#### What is required
Your task is to reproduce exactly the lines that run from the beginning of the data through the line where "writer: Mutex<Box<dyn Write" appears.

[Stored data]

============================================================

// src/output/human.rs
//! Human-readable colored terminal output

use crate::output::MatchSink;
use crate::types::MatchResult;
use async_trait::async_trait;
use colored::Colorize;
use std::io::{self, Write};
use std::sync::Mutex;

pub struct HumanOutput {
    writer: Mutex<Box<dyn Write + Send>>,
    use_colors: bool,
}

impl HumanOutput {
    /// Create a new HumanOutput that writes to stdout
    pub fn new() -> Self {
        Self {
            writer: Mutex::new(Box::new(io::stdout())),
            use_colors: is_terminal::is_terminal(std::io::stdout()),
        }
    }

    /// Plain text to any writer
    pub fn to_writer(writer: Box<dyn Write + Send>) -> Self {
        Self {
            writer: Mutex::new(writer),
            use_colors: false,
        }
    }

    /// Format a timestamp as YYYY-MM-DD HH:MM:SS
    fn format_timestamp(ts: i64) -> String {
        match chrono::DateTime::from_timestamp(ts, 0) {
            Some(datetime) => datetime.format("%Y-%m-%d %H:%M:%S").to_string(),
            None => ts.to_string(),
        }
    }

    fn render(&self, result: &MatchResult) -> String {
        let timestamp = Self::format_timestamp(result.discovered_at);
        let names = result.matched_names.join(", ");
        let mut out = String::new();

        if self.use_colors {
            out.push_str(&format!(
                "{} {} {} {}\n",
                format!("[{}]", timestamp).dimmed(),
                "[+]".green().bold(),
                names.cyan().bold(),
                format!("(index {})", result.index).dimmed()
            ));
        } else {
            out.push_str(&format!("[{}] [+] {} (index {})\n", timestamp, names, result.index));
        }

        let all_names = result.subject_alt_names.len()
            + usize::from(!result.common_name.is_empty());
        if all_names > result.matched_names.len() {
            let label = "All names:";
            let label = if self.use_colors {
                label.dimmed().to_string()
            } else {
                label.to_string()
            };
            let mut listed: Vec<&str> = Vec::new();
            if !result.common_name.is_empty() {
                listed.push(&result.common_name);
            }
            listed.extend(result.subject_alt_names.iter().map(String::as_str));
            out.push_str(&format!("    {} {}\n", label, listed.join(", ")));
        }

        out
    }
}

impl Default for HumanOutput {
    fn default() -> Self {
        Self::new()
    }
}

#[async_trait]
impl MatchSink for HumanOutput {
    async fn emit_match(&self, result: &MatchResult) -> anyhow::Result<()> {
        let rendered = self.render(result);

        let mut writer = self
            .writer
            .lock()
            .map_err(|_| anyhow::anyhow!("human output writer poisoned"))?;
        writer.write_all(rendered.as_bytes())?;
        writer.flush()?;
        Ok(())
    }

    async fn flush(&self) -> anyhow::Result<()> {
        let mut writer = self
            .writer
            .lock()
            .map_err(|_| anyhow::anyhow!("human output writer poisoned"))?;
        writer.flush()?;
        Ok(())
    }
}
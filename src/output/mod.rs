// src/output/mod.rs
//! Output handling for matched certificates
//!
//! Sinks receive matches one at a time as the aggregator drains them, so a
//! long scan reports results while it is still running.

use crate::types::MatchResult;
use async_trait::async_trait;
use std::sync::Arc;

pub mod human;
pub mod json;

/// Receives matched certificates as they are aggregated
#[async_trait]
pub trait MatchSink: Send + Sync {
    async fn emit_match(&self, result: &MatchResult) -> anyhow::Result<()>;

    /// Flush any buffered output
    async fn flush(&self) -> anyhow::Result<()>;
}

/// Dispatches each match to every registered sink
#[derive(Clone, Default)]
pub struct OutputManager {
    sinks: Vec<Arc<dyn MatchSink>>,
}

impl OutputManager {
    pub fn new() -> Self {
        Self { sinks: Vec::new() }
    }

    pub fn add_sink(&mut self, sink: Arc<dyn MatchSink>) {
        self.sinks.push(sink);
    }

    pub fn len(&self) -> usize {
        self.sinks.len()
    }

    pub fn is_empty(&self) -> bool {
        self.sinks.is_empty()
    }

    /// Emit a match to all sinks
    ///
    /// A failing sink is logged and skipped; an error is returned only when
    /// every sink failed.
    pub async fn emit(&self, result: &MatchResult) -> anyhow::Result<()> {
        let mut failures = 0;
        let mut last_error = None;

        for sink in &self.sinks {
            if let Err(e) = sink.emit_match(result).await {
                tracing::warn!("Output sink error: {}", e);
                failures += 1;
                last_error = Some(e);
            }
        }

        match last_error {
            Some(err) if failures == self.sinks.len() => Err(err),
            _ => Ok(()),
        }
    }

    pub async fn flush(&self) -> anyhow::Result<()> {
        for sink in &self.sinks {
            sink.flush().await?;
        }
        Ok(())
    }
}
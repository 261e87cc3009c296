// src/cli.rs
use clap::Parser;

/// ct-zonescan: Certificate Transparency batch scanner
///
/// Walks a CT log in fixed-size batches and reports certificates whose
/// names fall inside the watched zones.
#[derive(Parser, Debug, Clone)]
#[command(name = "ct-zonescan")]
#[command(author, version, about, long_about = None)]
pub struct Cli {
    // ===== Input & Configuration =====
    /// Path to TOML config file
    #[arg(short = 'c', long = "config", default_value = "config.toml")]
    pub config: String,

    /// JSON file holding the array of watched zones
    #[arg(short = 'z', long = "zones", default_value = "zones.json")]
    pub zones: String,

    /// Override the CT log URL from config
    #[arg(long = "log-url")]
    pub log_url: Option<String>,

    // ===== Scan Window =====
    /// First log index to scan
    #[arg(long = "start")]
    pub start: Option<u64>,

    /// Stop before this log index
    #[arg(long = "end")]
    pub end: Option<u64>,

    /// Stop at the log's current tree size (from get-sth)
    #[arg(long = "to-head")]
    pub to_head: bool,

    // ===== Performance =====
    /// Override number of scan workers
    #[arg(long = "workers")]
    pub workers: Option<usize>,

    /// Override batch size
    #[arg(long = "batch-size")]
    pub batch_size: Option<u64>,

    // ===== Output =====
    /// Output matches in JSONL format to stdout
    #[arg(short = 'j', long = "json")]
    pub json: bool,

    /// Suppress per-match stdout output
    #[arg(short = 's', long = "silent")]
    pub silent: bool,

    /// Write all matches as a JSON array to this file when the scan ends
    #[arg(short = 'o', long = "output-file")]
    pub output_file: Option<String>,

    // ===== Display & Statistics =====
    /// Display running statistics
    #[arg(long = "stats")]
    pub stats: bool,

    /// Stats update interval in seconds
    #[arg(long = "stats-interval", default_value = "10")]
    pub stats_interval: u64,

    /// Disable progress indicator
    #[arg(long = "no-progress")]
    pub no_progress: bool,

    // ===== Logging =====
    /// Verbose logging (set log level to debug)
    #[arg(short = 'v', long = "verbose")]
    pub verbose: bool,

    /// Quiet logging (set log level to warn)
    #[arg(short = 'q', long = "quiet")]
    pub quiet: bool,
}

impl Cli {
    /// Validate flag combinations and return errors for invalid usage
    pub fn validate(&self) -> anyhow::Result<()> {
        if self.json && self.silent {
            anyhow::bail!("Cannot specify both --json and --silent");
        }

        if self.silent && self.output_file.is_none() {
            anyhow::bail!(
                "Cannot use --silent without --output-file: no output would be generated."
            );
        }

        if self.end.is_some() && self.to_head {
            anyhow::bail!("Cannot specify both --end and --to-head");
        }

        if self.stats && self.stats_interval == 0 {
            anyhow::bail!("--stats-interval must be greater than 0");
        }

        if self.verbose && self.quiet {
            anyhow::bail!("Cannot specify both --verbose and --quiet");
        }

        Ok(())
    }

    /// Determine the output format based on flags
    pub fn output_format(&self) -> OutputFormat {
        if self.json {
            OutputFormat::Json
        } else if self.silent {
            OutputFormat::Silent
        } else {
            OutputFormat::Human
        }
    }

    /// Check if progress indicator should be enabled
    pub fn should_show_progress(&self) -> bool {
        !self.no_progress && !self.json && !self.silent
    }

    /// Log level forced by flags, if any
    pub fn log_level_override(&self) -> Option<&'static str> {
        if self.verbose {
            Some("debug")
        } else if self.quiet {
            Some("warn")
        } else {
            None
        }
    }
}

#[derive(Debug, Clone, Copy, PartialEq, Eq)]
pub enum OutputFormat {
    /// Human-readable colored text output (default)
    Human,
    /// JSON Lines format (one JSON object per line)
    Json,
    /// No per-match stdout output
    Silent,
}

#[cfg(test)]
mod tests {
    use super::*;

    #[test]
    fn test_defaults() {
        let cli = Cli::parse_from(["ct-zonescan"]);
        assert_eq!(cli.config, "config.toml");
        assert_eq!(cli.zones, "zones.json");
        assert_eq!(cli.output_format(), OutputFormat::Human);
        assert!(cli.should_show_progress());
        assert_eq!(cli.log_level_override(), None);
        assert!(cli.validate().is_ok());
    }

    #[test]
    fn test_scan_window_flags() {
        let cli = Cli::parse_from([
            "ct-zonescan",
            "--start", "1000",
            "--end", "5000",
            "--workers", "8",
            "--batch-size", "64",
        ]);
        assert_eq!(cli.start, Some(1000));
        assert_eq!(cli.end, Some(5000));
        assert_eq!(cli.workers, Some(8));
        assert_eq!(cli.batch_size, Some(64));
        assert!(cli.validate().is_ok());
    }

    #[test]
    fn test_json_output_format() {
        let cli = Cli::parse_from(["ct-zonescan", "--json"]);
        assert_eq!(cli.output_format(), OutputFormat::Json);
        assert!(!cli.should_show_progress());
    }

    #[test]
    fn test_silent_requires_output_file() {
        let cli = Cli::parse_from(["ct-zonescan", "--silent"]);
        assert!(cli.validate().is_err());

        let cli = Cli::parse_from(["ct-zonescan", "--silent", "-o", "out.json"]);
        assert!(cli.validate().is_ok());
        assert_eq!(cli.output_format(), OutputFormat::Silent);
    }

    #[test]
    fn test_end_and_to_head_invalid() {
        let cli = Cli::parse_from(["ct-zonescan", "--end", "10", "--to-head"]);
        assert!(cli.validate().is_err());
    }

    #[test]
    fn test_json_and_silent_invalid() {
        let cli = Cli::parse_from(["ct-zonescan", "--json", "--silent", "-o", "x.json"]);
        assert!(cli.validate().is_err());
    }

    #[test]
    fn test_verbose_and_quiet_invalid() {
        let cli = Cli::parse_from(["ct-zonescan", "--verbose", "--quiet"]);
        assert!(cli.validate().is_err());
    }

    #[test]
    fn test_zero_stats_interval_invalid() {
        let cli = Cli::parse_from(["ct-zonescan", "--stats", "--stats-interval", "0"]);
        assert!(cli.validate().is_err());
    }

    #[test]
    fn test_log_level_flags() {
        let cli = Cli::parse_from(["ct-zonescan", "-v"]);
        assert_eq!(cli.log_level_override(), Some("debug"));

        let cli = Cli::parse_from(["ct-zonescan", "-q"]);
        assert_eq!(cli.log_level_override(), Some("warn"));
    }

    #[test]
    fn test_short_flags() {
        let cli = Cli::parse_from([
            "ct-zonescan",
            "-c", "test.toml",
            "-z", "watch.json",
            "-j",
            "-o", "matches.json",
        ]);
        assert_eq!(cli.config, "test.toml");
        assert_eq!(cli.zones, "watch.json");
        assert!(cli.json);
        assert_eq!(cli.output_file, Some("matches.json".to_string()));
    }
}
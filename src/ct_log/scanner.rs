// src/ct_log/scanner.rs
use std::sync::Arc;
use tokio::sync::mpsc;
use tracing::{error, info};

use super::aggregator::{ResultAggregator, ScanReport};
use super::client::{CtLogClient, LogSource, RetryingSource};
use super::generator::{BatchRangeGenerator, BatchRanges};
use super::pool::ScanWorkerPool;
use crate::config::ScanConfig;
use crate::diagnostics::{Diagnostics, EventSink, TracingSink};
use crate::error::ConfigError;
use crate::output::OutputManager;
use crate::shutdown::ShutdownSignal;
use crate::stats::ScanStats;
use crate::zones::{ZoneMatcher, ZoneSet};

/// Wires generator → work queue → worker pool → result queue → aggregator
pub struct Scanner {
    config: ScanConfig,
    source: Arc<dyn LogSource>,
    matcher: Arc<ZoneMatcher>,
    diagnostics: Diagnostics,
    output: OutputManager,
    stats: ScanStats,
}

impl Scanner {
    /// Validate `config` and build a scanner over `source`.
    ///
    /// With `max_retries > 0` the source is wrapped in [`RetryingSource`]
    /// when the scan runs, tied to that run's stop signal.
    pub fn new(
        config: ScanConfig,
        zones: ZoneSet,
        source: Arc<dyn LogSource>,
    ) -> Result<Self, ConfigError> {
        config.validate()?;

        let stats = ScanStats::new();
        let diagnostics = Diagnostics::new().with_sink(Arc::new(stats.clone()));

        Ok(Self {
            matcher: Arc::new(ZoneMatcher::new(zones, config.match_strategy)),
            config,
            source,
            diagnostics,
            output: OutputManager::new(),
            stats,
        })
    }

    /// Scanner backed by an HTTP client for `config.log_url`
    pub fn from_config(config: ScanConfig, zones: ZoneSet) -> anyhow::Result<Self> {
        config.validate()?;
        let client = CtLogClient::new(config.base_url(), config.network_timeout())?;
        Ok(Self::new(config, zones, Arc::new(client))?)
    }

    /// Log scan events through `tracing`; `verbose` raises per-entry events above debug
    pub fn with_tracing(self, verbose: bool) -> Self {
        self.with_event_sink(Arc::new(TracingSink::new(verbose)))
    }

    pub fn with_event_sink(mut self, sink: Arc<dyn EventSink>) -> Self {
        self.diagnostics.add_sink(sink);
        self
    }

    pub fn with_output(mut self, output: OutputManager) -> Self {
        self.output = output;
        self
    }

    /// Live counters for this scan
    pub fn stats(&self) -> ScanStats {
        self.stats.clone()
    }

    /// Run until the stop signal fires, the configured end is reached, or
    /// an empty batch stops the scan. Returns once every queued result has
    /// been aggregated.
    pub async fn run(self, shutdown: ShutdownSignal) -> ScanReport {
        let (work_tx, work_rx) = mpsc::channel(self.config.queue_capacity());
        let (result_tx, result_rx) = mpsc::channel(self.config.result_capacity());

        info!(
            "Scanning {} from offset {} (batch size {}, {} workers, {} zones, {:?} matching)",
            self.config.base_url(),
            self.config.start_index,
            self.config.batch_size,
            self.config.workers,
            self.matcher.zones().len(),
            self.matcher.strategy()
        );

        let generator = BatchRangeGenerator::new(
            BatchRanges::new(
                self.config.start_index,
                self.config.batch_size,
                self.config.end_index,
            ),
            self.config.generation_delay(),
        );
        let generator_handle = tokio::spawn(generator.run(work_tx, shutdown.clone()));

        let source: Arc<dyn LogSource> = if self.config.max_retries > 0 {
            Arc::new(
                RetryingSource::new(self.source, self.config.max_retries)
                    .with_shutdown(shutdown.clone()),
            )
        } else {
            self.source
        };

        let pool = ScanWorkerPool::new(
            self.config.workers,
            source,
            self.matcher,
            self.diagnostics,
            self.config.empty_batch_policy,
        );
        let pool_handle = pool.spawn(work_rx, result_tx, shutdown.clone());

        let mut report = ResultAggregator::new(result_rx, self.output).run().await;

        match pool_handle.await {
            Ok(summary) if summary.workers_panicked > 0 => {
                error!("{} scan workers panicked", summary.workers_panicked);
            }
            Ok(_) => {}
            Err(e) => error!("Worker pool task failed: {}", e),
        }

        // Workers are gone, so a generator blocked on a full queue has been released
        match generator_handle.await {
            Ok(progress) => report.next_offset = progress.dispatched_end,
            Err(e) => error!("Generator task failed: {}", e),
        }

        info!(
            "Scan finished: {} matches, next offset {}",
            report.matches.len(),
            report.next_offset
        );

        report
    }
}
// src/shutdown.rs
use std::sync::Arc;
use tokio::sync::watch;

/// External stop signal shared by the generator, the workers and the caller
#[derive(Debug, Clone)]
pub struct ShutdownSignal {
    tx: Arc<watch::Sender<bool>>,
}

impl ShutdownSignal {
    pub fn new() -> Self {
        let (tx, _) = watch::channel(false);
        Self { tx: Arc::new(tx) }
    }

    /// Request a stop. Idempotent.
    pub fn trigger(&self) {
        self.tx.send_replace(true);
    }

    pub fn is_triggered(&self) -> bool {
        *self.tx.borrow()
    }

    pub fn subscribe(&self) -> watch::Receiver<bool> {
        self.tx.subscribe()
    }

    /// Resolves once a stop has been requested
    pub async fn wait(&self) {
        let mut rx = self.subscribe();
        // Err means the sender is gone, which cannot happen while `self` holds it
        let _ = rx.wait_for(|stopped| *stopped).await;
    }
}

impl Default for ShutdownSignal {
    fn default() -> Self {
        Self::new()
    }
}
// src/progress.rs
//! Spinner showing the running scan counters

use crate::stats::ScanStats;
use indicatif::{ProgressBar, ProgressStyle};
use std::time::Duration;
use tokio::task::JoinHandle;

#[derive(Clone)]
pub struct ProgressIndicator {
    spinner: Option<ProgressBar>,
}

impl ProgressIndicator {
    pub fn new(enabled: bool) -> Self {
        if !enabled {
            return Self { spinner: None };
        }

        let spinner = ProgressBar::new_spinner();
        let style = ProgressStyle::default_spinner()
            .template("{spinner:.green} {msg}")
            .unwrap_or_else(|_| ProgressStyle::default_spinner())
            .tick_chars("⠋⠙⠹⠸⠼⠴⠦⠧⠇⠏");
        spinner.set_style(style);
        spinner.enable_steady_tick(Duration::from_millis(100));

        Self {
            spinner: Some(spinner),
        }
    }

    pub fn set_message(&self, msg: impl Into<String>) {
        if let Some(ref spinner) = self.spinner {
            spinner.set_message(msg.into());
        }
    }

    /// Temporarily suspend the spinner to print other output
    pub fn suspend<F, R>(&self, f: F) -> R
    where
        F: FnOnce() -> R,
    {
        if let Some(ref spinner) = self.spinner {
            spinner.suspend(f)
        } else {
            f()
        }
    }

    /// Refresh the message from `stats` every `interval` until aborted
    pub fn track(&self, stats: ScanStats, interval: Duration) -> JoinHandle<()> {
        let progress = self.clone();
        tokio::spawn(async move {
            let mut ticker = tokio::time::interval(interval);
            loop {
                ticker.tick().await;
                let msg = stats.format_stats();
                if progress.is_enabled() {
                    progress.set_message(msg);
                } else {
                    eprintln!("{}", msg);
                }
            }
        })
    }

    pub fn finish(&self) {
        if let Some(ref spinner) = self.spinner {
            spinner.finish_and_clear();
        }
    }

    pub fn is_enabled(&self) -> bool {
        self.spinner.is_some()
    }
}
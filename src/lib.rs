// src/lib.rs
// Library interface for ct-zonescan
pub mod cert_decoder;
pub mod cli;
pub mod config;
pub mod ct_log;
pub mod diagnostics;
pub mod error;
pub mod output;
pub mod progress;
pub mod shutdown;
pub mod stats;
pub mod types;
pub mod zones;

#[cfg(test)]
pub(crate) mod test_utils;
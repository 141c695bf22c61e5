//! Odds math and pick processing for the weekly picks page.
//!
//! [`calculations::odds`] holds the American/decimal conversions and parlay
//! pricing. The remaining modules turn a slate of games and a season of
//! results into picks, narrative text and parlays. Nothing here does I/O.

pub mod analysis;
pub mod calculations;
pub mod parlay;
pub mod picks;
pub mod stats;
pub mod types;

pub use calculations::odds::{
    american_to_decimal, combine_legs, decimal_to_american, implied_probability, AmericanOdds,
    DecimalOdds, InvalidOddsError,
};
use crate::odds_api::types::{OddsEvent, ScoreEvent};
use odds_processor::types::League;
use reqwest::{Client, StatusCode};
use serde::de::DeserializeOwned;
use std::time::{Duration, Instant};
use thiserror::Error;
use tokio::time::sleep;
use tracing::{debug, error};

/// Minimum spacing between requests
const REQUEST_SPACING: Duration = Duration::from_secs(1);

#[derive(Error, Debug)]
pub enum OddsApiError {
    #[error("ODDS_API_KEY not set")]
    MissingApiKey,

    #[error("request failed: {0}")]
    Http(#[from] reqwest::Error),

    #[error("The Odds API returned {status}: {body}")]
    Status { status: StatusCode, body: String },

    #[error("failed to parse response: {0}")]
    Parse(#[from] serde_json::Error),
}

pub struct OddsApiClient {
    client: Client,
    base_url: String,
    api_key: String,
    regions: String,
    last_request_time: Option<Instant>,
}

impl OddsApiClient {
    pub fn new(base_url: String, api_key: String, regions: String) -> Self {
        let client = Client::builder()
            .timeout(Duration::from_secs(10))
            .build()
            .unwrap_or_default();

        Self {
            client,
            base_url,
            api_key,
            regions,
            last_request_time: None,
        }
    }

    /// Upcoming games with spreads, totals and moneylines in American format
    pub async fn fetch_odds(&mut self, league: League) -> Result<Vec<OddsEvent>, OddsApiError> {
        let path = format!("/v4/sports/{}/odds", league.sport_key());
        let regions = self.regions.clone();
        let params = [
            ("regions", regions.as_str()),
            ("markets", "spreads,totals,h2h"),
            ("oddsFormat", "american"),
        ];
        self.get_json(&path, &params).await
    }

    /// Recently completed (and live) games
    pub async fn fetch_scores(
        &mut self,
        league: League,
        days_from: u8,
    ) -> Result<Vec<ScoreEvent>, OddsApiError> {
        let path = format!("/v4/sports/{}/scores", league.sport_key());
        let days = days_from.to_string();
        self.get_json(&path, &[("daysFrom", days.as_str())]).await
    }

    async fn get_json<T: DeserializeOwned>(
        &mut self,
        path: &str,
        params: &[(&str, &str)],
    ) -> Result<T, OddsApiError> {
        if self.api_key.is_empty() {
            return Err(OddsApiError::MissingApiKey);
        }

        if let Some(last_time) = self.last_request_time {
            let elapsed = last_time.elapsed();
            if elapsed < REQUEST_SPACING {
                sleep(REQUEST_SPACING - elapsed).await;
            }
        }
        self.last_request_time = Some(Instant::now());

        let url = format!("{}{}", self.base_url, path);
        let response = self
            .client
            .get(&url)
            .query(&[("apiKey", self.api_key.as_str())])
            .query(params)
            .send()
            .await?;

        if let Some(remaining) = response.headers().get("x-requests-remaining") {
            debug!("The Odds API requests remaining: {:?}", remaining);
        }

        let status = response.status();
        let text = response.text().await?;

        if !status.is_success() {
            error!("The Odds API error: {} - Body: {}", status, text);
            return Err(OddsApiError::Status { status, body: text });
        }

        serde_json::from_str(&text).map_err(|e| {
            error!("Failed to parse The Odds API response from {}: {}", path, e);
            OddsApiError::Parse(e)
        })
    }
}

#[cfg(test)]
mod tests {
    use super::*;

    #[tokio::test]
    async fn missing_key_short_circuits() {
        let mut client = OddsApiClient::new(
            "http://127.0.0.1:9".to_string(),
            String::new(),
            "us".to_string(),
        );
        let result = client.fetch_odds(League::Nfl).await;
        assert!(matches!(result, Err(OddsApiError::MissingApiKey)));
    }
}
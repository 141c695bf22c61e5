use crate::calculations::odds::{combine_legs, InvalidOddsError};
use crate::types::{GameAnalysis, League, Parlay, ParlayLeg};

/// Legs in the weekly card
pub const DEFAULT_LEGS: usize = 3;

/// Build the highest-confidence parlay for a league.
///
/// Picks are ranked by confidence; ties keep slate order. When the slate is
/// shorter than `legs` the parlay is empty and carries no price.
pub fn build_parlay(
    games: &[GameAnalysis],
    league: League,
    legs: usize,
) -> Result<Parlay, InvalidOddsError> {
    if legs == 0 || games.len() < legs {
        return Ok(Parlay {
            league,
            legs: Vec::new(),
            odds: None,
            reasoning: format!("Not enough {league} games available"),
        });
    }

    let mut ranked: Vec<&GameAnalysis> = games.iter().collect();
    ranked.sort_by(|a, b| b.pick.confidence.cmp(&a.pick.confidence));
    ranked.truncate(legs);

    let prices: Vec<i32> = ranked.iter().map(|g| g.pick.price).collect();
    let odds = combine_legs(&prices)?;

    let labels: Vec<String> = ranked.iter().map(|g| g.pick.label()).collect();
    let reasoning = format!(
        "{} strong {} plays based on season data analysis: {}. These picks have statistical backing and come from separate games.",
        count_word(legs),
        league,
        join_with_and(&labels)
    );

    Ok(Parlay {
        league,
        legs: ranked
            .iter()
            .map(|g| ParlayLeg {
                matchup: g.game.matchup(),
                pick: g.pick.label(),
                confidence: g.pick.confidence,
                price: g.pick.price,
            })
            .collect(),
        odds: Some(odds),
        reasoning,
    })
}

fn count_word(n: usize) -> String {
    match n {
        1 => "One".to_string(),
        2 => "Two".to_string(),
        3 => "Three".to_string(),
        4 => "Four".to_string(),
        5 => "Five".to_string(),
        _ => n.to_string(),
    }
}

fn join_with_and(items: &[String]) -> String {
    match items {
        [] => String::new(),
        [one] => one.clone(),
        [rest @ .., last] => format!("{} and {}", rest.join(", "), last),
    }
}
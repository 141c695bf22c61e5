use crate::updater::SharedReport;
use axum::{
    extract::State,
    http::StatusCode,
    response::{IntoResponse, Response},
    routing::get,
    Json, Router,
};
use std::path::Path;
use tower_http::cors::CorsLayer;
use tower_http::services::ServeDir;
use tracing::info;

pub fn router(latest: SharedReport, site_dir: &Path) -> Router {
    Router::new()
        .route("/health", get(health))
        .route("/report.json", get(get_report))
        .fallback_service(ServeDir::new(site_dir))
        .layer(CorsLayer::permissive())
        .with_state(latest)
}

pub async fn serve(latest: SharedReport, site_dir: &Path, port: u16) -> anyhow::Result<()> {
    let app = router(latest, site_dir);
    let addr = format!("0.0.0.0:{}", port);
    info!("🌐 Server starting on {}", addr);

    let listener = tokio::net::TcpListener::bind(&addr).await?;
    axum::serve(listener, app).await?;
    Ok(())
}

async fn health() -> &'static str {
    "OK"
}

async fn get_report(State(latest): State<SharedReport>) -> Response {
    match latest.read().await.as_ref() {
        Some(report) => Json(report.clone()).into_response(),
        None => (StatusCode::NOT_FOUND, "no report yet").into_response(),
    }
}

============================================================

#### Result of this exercise
// src/output/human.rs
//! Human-readable colored terminal output

use crate::output::MatchSink;
use crate::types::MatchResult;
use async_trait::async_trait;
use colored::Colorize;
use std::io::{self, Write};
use std::sync::Mutex;

pub struct HumanOutput {
    writer: Mutex<Box<dyn Write + Send>>,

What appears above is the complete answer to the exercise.